Our sponsors gave us a sheet set and my mom used one fitted sheet for one bed, and the flat sheet on another bed, and knotted the ends to keep it on the bed. I remember feeling like I had no clue what was going on.

We stayed in Rhode Island for seven months, then we moved to Appleton, Wisconsin, where we stayed until I graduated from high school.

HMONG IN THE MID-WEST
In Appleton, everyone was white and all their last names started with Van, or they had names like Johnson. Everyone was Catholic. I remember when my parents became citizens. They asked if we wanted to change our names and I asked my parents if we could add Van to our name so I could be Mee Van Moua. They vetoed that idea! Anyway, I kept my Hmong name and most of my siblings did, except my brother Mang, who changed his name to Mike.

There were a couple of Filipino families, they were doctors and researchers at Kimberly-Clark, so they were very privileged and they didn't identify with us. We were minorities and we were also really poor.

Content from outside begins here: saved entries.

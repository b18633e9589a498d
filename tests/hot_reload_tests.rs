//! Hot Reload Tests
//!
//! Tests for:
//! - Staleness detection: untouched sources never recompile
//! - Fail-safe swap: a broken recompile keeps the previous program bound and
//!   retries on every scan (no backoff)
//! - Baseline update: a successful swap installs a fresh dependency snapshot
//! - Shared vertex program: scanned once per pass, replacement visible to
//!   every variant that references it by key
//!
//! Fixtures are real files in a per-test temp directory named like the
//! built-in sources, so `register_builtin_variants` runs against them
//! unchanged. Staleness is driven deterministically with
//! `File::set_modified`.

use std::path::{Path, PathBuf};
use std::sync::Arc;
use std::sync::atomic::{AtomicU64, Ordering};
use std::time::{Duration, SystemTime};

use prism::{LightingModel, ShaderCompiler, ShaderPipeline, ShaderRegistry};

const GOOD_PIXEL: &str = concat!(
    "{$ include \"types\" $}\n",
    "{$ include \"util\" $}\n",
    "\n",
    "@fragment\n",
    "fn fs_main(in: VOut) -> @location(0) vec4<f32> {\n",
    "$$ if LIGHTING_MODEL == \"4\"\n",
    "    return in.color;\n",
    "$$ else\n",
    "    return vec4<f32>(brighten(in.color.rgb), in.color.a);\n",
    "$$ endif\n",
    "}\n",
);

fn fixture_root(tag: &str) -> PathBuf {
    let root = std::env::temp_dir().join(format!("prism_hot_reload_{}_{tag}", std::process::id()));
    let _ = std::fs::remove_dir_all(&root);
    std::fs::create_dir_all(root.join("chunks")).unwrap();

    std::fs::write(
        root.join("chunks/types.wgsl"),
        "struct VOut {\n    @builtin(position) pos: vec4<f32>,\n    @location(0) color: vec4<f32>,\n}\n",
    )
    .unwrap();
    std::fs::write(
        root.join("chunks/util.wgsl"),
        "fn brighten(color: vec3<f32>) -> vec3<f32> {\n    return min(color * 1.25, vec3<f32>(1.0));\n}\n",
    )
    .unwrap();
    std::fs::write(
        root.join("static_mesh_vertex.wgsl"),
        concat!(
            "{$ include \"types\" $}\n",
            "\n",
            "@vertex\n",
            "fn vs_main(@location(0) position: vec3<f32>) -> VOut {\n",
            "    var out: VOut;\n",
            "    out.pos = vec4<f32>(position, 1.0);\n",
            "$$ if LIGHTING_MODEL == \"1\"\n",
            "    out.color = vec4<f32>(1.0, 0.0, 0.0, 1.0);\n",
            "$$ else\n",
            "    out.color = vec4<f32>(1.0);\n",
            "$$ endif\n",
            "    return out;\n",
            "}\n",
        ),
    )
    .unwrap();
    std::fs::write(root.join("static_mesh_pixel.wgsl"), GOOD_PIXEL).unwrap();

    root
}

fn registry_for(root: &Path) -> ShaderRegistry {
    let mut registry = ShaderRegistry::new(ShaderCompiler::new(root));
    registry.register_builtin_variants();
    assert_eq!(registry.vertex_count(), 2);
    assert_eq!(registry.pixel_count(), 4);
    registry
}

static TOUCH_OFFSET: AtomicU64 = AtomicU64::new(10);

/// Bumps a file's mtime to a unique future instant so consecutive touches
/// always differ regardless of filesystem timestamp granularity.
fn touch(path: &Path) {
    let offset = TOUCH_OFFSET.fetch_add(7, Ordering::Relaxed);
    let file = std::fs::OpenOptions::new()
        .append(true)
        .open(path)
        .unwrap();
    file.set_modified(SystemTime::now() + Duration::from_secs(offset))
        .unwrap();
}

fn all_pipelines(registry: &ShaderRegistry) -> Vec<ShaderPipeline> {
    LightingModel::ALL
        .iter()
        .map(|&m| registry.pipeline_for(m).unwrap())
        .collect()
}

// ============================================================================
// Staleness Detection
// ============================================================================

#[test]
fn scan_without_changes_recompiles_nothing() {
    let root = fixture_root("no_changes");
    let mut registry = registry_for(&root);
    let compiles = registry.compiler().compile_count();

    assert!(!registry.scan_and_reload());
    assert!(!registry.scan_and_reload());
    assert_eq!(registry.compiler().compile_count(), compiles);
}

#[test]
fn touching_a_pixel_only_include_reloads_only_pixel_variants() {
    let root = fixture_root("pixel_include");
    let mut registry = registry_for(&root);
    let before = all_pipelines(&registry);
    let compiles = registry.compiler().compile_count();

    touch(&root.join("chunks/util.wgsl"));
    assert!(registry.scan_and_reload());

    let after = all_pipelines(&registry);
    for (old, new) in before.iter().zip(&after) {
        assert!(!Arc::ptr_eq(&old.pixel, &new.pixel));
        assert!(Arc::ptr_eq(&old.vertex, &new.vertex));
    }
    // One recompile per pixel variant, none for the vertex programs.
    assert_eq!(registry.compiler().compile_count(), compiles + 4);
}

#[test]
fn successful_reload_installs_a_new_baseline() {
    let root = fixture_root("baseline");
    let mut registry = registry_for(&root);

    touch(&root.join("chunks/util.wgsl"));
    assert!(registry.scan_and_reload());

    // The fresh dependency snapshot is the new reference; nothing is stale.
    let compiles = registry.compiler().compile_count();
    assert!(!registry.scan_and_reload());
    assert_eq!(registry.compiler().compile_count(), compiles);
}

// ============================================================================
// Fail-Safe Swap
// ============================================================================

#[test]
fn failed_recompile_keeps_the_old_program_and_retries_every_scan() {
    let root = fixture_root("fail_safe");
    let mut registry = registry_for(&root);
    let old = registry.pipeline_for(LightingModel::Lambert).unwrap();

    let pixel_path = root.join("static_mesh_pixel.wgsl");
    std::fs::write(&pixel_path, "this is no longer wgsl\n").unwrap();
    touch(&pixel_path);

    // No successful reload; the previous programs stay bound.
    let compiles = registry.compiler().compile_count();
    assert!(!registry.scan_and_reload());
    let current = registry.pipeline_for(LightingModel::Lambert).unwrap();
    assert!(Arc::ptr_eq(&old.pixel, &current.pixel));
    assert_eq!(registry.compiler().compile_count(), compiles + 4);

    // Timestamps were not updated, so the next scan retries identically.
    assert!(!registry.scan_and_reload());
    assert_eq!(registry.compiler().compile_count(), compiles + 8);

    // Fixing the source recovers on the following scan.
    std::fs::write(&pixel_path, GOOD_PIXEL).unwrap();
    touch(&pixel_path);
    assert!(registry.scan_and_reload());
    let recovered = registry.pipeline_for(LightingModel::Lambert).unwrap();
    assert!(!Arc::ptr_eq(&old.pixel, &recovered.pixel));
    assert!(!registry.scan_and_reload());
}

// ============================================================================
// Shared Vertex Program
// ============================================================================

#[test]
fn touching_the_vertex_source_reloads_each_vertex_program_once() {
    let root = fixture_root("vertex_source");
    let mut registry = registry_for(&root);
    let before = all_pipelines(&registry);
    let compiles = registry.compiler().compile_count();

    touch(&root.join("static_mesh_vertex.wgsl"));
    assert!(registry.scan_and_reload());

    let after = all_pipelines(&registry);
    for (old, new) in before.iter().zip(&after) {
        assert!(!Arc::ptr_eq(&old.vertex, &new.vertex));
        assert!(Arc::ptr_eq(&old.pixel, &new.pixel));
    }
    // The shared program compiles once per scan, not once per variant that
    // references it: one shared + one Gouraud.
    assert_eq!(registry.compiler().compile_count(), compiles + 2);

    // The replacement is shared again.
    let lambert = registry.pipeline_for(LightingModel::Lambert).unwrap();
    let blinn = registry.pipeline_for(LightingModel::BlinnPhong).unwrap();
    assert!(Arc::ptr_eq(&lambert.vertex, &blinn.vertex));
}

#[test]
fn touching_a_shared_include_reloads_every_unit_exactly_once() {
    let root = fixture_root("shared_include");
    let mut registry = registry_for(&root);
    let compiles = registry.compiler().compile_count();

    touch(&root.join("chunks/types.wgsl"));
    assert!(registry.scan_and_reload());

    // 2 vertex programs + 4 pixel variants, each recompiled exactly once.
    assert_eq!(registry.compiler().compile_count(), compiles + 6);
}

We lived in a public housing duplex and everyone knew we were the poor.

Church people would show up at our house on Christmas with trees and stuff, but there were also people who spit at us and called us chinks, gooks and told us to go home. The hostility was so overt that it made us feel very different, so my siblings and I became very rooted in our Hmongness.

A BACKGROUND FOR POLITICS
Initially my intention was to become a doctor, what Asian family doesn't want their child to become a doctor, right? But when I was at Brown, I got involved in protests and I felt very empowered. I learned a new language and for the first time, I was able to identify racism and I learned about pluralism. I felt smart, creative and I thought, "Wow, I'm doing something that makes a difference."

I majored in public policy and we studied welfare, poverty, social security, Medicare - all the things I was familiar with because I spent years filling out forms for my family.

In my junior year, I became a Junior Fellow at Princeton and I also got a Woodrow Wilson fellowship to study public policy at the University of Texas, Austin. In 1997, I came home to attend law school at the University of Minnesota.

In Minnesota, I worked on my Uncle Neal Thaos' campaign for the St. Paul School Board. I learned a lot about how to run a campaign and about the nuts and bolts of the political process. I also met lots of candidates and many of them encouraged me to run for office. So the seeds were planted.

I hadn't really planned to run now [2002], but a Senate seat was vacant. It seemed like the right opportunity, the right time. Being the first Hmong woman to be elected to the State Senate has brought pride to the Hmong community. I think it marks a turning point in the community.

THE ASIAN AMERICAN POLITICAL LANDSCAPE
Asian American politicians could do more, but we have made great headway in many states. Satveer Chaudhary was elected to the Minnesota House of Representatives in 1996. Until his election, no Asian American has ever been elected to the Minnesota Legislature. Between 1996 and 2003, there have been three representatives in the legislature, two in the Senate and one in the House, so we've made a lot of progress. It's put the state of Minnesota on the map.

There's also been progress in other states such as Michigan, Wisconsin, Arkansas and Iowa. So, now Asian American politicians are no longer only in the East or the West Coast but in states that have not previously had a strong Asian American presence.

I am tremendously excited about Asian Americans in politics and we're poised to move to the next level. There is a sense of excitement that this is our time. My generation of young politicians has graduated from Japanese Americans to Chinese Americans to more Filipino Americans, Korean Americans, Korean adoptees, Southeast Asian Americans and Asian Indians.

The issue is not whether the Asian American politicians are ready, it's really whether America is ready.

BIO
Mee Moua is the first Hmong American woman to become a Minnesota State Senator. Moua came to the U.S. with her family in 1978 and has since worked her way up from the public housing projects of Appleton, Wisconsin to the State Capitol in St. Paul, Minnesota. Moua is also an accomplished attorney who lives with her mother, her husband, and their two children.